L'ancien chef de la Brigade criminelle, la commissaire Martine Monteil, a expliqué mardi à la barre que Guy Georges avait été blessé au front au moment de son arrestation dans le quartier de Pigalle, lorsque des policiers l'avaient jeté à terre.
Le policier qui a recueilli ses déclarations a expliqué que le tueur présumé était "calme, cordial, intelligent" durant son interrogatoire. "Il s'est exprimé spontanément, il a donné des détails suffisamment précis que seul le tueur pouvait connaître", a poursuivi François Béchet.
La cour a ensuite fait passer les photos de la scène du crime où figure le corps de Pascale Escarfail.

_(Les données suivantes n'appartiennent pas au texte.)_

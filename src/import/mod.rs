//! Transcript quantification import and gene-level aggregation
//!
//! Reads per-sample `quant.sf` tables produced by selective-alignment
//! quantification and collapses transcript estimates to gene level: counts
//! are summed (then rounded to integers), and effective lengths are averaged
//! per gene weighted by transcript abundance. The length matrix feeds the
//! normalization offsets so that library composition and length bias are
//! both corrected.

use std::collections::{HashMap, HashSet};
use std::path::{Path, PathBuf};

use ndarray::Array2;
use serde::Deserialize;

use crate::annotation::TranscriptGeneMap;
use crate::data::{GeneCountMatrix, SampleSheet};
use crate::error::{PipelineError, Result};

/// One row of a `quant.sf` file
#[derive(Debug, Deserialize)]
pub struct QuantRecord {
    #[serde(rename = "Name")]
    pub name: String,
    #[serde(rename = "Length")]
    pub length: f64,
    #[serde(rename = "EffectiveLength")]
    pub effective_length: f64,
    #[serde(rename = "TPM")]
    pub tpm: f64,
    #[serde(rename = "NumReads")]
    pub num_reads: f64,
}

/// Gene-level quantification for all samples: rounded count matrix plus the
/// matched average effective length matrix (same shape, genes x samples).
#[derive(Debug, Clone)]
pub struct GeneQuantification {
    pub counts: GeneCountMatrix,
    pub lengths: Array2<f64>,
}

/// Import quantification files for every sample in the sheet.
///
/// All `<base>/<code>/quant.sf` paths are checked for existence before any
/// file is parsed, so a single run reports every missing sample at once
/// rather than failing on the first.
pub fn import_quantifications<P: AsRef<Path>>(
    samples: &SampleSheet,
    quant_base: P,
    tx2gene: &TranscriptGeneMap,
) -> Result<GeneQuantification> {
    let paths = samples.quant_paths(quant_base);

    let missing: Vec<PathBuf> = paths
        .iter()
        .filter(|(_, p)| !p.is_file())
        .map(|(_, p)| p.clone())
        .collect();
    if !missing.is_empty() {
        return Err(PipelineError::MissingInput { paths: missing });
    }

    let gene_ids = tx2gene.gene_ids();
    let gene_index: HashMap<&str, usize> = gene_ids
        .iter()
        .enumerate()
        .map(|(i, g)| (g.as_str(), i))
        .collect();

    let n_genes = gene_ids.len();
    let n_samples = paths.len();
    let mut counts = Array2::<f64>::zeros((n_genes, n_samples));
    let mut lengths = Array2::<f64>::zeros((n_genes, n_samples));

    let mut unmapped: HashSet<String> = HashSet::new();

    for (j, (code, path)) in paths.iter().enumerate() {
        let records = read_quant_file(path)?;
        log::debug!("{}: {} transcript rows", code, records.len());

        // Per-gene accumulators for this sample
        let mut count_sum = vec![0.0_f64; n_genes];
        let mut tpm_sum = vec![0.0_f64; n_genes];
        let mut weighted_len = vec![0.0_f64; n_genes];
        let mut plain_len = vec![0.0_f64; n_genes];
        let mut n_tx = vec![0_usize; n_genes];

        for record in &records {
            let Some(gene) = tx2gene.gene_for(&record.name) else {
                unmapped.insert(record.name.clone());
                continue;
            };
            let i = gene_index[gene];
            count_sum[i] += record.num_reads;
            tpm_sum[i] += record.tpm;
            weighted_len[i] += record.tpm * record.effective_length;
            plain_len[i] += record.effective_length;
            n_tx[i] += 1;
        }

        for i in 0..n_genes {
            counts[[i, j]] = count_sum[i].round();
            // Abundance-weighted mean effective length; unweighted mean when
            // the gene is unexpressed in this sample.
            lengths[[i, j]] = if tpm_sum[i] > 0.0 {
                weighted_len[i] / tpm_sum[i]
            } else if n_tx[i] > 0 {
                plain_len[i] / n_tx[i] as f64
            } else {
                1.0
            };
            if lengths[[i, j]] <= 0.0 || !lengths[[i, j]].is_finite() {
                lengths[[i, j]] = 1.0;
            }
        }
    }

    if !unmapped.is_empty() {
        log::warn!(
            "{} transcripts had no gene mapping and were skipped",
            unmapped.len()
        );
    }

    let codes: Vec<String> = paths.iter().map(|(code, _)| code.clone()).collect();
    let counts = GeneCountMatrix::new(counts, gene_ids, codes)?;

    Ok(GeneQuantification { counts, lengths })
}

fn read_quant_file(path: &Path) -> Result<Vec<QuantRecord>> {
    let mut reader = csv::ReaderBuilder::new()
        .delimiter(b'\t')
        .from_path(path)?;

    let mut records = Vec::new();
    for row in reader.deserialize::<QuantRecord>() {
        records.push(row?);
    }
    if records.is_empty() {
        return Err(PipelineError::EmptyData {
            reason: format!("no transcript rows in {}", path.display()),
        });
    }
    Ok(records)
}

#[cfg(test)]
mod tests {
    use super::*;
    use crate::data::SampleRecord;
    use std::collections::HashMap;
    use std::fs;
    use tempfile::TempDir;

    fn sheet(samples: &[(&str, &str, &str)]) -> SampleSheet {
        let records = samples
            .iter()
            .map(|(sample, product, timepoint)| SampleRecord {
                sample_id: sample.to_string(),
                subject: None,
                product: product.to_string(),
                tissue: "Saliva".to_string(),
                timepoint: timepoint.to_string(),
                fortification: "Fortified".to_string(),
            })
            .collect();
        SampleSheet::new(records).unwrap()
    }

    fn map(pairs: &[(&str, &str)]) -> TranscriptGeneMap {
        let m: HashMap<String, String> = pairs
            .iter()
            .map(|(t, g)| (t.to_string(), g.to_string()))
            .collect();
        TranscriptGeneMap::new(m).unwrap()
    }

    fn write_quant(dir: &Path, code: &str, rows: &[(&str, f64, f64, f64, f64)]) {
        let sample_dir = dir.join(code);
        fs::create_dir_all(&sample_dir).unwrap();
        let mut contents = String::from("Name\tLength\tEffectiveLength\tTPM\tNumReads\n");
        for (name, len, eff, tpm, reads) in rows {
            contents.push_str(&format!("{}\t{}\t{}\t{}\t{}\n", name, len, eff, tpm, reads));
        }
        fs::write(sample_dir.join("quant.sf"), contents).unwrap();
    }

    #[test]
    fn test_counts_are_rounded_transcript_sums() {
        let dir = TempDir::new().unwrap();
        let samples = sheet(&[("S01", "B", "Initial")]);
        write_quant(
            dir.path(),
            "S01_B_Saliva_Initial",
            &[
                ("tx1", 1000.0, 900.0, 10.0, 100.3),
                ("tx2", 2000.0, 1900.0, 5.0, 50.4),
                ("tx3", 500.0, 400.0, 1.0, 7.0),
            ],
        );
        let tx2gene = map(&[("tx1", "g1"), ("tx2", "g1"), ("tx3", "g2")]);

        let quant = import_quantifications(&samples, dir.path(), &tx2gene).unwrap();
        let g1 = quant.counts.gene_index("g1").unwrap();
        let g2 = quant.counts.gene_index("g2").unwrap();
        // 100.3 + 50.4 = 150.7 rounds to 151
        assert_eq!(quant.counts.counts()[[g1, 0]], 151.0);
        assert_eq!(quant.counts.counts()[[g2, 0]], 7.0);

        // Abundance-weighted length: (10*900 + 5*1900) / 15
        let expected = (10.0 * 900.0 + 5.0 * 1900.0) / 15.0;
        assert!((quant.lengths[[g1, 0]] - expected).abs() < 1e-9);
    }

    #[test]
    fn test_one_to_one_mapping_preserves_transcript_counts() {
        let dir = TempDir::new().unwrap();
        let samples = sheet(&[("S01", "B", "Initial"), ("S02", "B", "Final")]);
        let rows = [
            ("tx1", 1000.0, 900.0, 10.0, 120.0),
            ("tx2", 2000.0, 1900.0, 5.0, 80.0),
        ];
        write_quant(dir.path(), "S01_B_Saliva_Initial", &rows);
        write_quant(dir.path(), "S02_B_Saliva_Final", &rows);
        // Identity-like map: each transcript is its own gene
        let tx2gene = map(&[("tx1", "gene_tx1"), ("tx2", "gene_tx2")]);

        let quant = import_quantifications(&samples, dir.path(), &tx2gene).unwrap();
        let i1 = quant.counts.gene_index("gene_tx1").unwrap();
        let i2 = quant.counts.gene_index("gene_tx2").unwrap();
        for j in 0..2 {
            assert_eq!(quant.counts.counts()[[i1, j]], 120.0);
            assert_eq!(quant.counts.counts()[[i2, j]], 80.0);
            assert!((quant.lengths[[i1, j]] - 900.0).abs() < 1e-9);
            assert!((quant.lengths[[i2, j]] - 1900.0).abs() < 1e-9);
        }
    }

    #[test]
    fn test_all_missing_paths_reported_at_once() {
        let dir = TempDir::new().unwrap();
        let samples = sheet(&[("S01", "B", "Initial"), ("S02", "B", "Final")]);
        write_quant(
            dir.path(),
            "S01_B_Saliva_Initial",
            &[("tx1", 1000.0, 900.0, 10.0, 100.0)],
        );
        let tx2gene = map(&[("tx1", "g1")]);

        let err = import_quantifications(&samples, dir.path(), &tx2gene).unwrap_err();
        match err {
            PipelineError::MissingInput { paths } => {
                assert_eq!(paths.len(), 1);
                assert!(paths[0].to_string_lossy().contains("S02_B_Saliva_Final"));
            }
            other => panic!("unexpected error: {}", other),
        }
    }

    #[test]
    fn test_zero_tpm_gene_gets_unweighted_length() {
        let dir = TempDir::new().unwrap();
        let samples = sheet(&[("S01", "B", "Initial")]);
        write_quant(
            dir.path(),
            "S01_B_Saliva_Initial",
            &[
                ("tx1", 1000.0, 800.0, 0.0, 0.0),
                ("tx2", 2000.0, 1200.0, 0.0, 0.0),
                ("tx3", 500.0, 400.0, 3.0, 30.0),
            ],
        );
        let tx2gene = map(&[("tx1", "g1"), ("tx2", "g1"), ("tx3", "g2")]);

        let quant = import_quantifications(&samples, dir.path(), &tx2gene).unwrap();
        let g1 = quant.counts.gene_index("g1").unwrap();
        assert!((quant.lengths[[g1, 0]] - 1000.0).abs() < 1e-9);
    }
}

Sollicité, Guy Georges a demandé à un huissier de lui montrer ces photos, qu'il a examinées une à une sans émotion visible, dans un grand silence, seul son Avocat, à l'instar des parties civiles, deviendront blanc de terreur à la vue de ses photos. le père de Pascale quittera même la salle d'audience, les mains portées au visage, pleurant de rage et d'écoeurement : il n'avait jamais vu les photos auparavant.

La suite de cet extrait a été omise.